──────── Data supplied

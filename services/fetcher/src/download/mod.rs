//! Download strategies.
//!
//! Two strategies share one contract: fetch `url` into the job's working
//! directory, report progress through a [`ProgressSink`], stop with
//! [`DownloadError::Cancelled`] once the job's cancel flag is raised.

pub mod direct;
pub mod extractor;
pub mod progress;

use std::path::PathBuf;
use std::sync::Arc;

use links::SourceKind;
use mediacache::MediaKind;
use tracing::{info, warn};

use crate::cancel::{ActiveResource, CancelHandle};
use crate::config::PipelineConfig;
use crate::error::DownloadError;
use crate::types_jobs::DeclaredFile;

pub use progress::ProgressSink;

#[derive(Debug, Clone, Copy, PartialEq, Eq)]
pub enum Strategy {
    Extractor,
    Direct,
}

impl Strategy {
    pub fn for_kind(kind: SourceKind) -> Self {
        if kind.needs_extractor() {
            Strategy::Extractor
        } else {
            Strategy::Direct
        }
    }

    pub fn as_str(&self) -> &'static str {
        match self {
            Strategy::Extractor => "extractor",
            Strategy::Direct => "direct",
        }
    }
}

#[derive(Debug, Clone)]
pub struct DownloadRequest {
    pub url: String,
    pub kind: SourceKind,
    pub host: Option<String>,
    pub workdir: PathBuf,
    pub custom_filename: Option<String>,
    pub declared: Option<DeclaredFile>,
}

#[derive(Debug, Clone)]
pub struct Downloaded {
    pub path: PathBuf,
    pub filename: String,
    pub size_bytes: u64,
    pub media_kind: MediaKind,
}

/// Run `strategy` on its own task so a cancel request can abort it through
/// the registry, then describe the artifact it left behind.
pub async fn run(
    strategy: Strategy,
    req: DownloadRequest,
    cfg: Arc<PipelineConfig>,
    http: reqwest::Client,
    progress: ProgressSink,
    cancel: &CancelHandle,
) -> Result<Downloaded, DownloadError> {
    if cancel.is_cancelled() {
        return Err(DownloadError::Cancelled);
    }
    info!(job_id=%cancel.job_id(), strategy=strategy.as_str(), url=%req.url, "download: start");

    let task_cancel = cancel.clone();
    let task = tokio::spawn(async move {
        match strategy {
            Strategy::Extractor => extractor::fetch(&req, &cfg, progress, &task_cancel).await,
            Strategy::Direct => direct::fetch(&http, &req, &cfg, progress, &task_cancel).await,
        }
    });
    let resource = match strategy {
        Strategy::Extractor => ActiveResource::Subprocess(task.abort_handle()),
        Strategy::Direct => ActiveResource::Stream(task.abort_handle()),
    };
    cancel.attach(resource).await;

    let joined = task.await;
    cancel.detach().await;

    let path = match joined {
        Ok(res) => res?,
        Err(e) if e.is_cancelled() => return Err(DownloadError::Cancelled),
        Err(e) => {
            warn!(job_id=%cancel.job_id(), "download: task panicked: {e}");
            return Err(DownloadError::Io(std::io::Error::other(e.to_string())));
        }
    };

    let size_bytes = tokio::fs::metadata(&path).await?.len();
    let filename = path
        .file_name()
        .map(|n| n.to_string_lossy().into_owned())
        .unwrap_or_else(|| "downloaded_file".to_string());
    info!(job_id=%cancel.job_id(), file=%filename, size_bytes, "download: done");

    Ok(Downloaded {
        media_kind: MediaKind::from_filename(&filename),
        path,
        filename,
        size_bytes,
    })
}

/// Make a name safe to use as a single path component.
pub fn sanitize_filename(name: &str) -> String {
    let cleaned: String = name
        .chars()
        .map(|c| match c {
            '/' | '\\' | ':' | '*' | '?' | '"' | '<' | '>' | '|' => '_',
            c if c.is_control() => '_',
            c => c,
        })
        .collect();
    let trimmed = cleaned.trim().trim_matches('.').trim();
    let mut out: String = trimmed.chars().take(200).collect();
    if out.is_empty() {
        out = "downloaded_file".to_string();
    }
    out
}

────────────────
──────── Data supplied

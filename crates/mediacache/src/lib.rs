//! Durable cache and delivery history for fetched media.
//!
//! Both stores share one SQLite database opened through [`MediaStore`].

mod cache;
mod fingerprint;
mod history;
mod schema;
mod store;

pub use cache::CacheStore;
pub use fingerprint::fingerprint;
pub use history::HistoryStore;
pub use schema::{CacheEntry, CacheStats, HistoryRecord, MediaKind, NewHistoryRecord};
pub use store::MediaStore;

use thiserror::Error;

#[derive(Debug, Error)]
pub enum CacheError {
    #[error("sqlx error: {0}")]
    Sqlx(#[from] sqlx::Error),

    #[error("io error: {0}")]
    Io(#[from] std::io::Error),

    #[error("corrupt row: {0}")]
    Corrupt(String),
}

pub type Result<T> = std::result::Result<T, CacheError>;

────────────────

▶ Aim of the exercise:
Each line that mentions the string "derive" must be copied from the listing.

▶ Solution for this task:
#[derive(Debug, Clone, Copy, PartialEq, Eq)]
#[derive(Debug, Clone)]
#[derive(Debug, Clone)]
#[derive(Debug, Error)]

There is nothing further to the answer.